RECORDS FOR THE TASK:
* * * * *

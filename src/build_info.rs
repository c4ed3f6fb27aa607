//! Compile-time build information.

include!(concat!(env!("OUT_DIR"), "/build_info.rs"));

#[cfg(test)]
mod tests {
    use super::*;

    #[test]
    fn test_build_info_not_empty() {
        assert!(!BUILD_COMMIT.is_empty());
        assert!(!BUILD_DATE.is_empty());
    }
}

* * * * *

WHAT IS EXPECTED: Output every entry shown above, exactly.

EXERCISE RESPONSE:
filename src/build_info.rs
repository c4ed3f6fb27aa607
//! Compile-time build information.

include!(concat!(env!("OUT_DIR"), "/build_info.rs"));

#[cfg(test)]
mod tests {
    use super::*;

    #[test]
    fn test_build_info_not_empty() {
        assert!(!BUILD_COMMIT.is_empty());
        assert!(!BUILD_DATE.is_empty());
    }
}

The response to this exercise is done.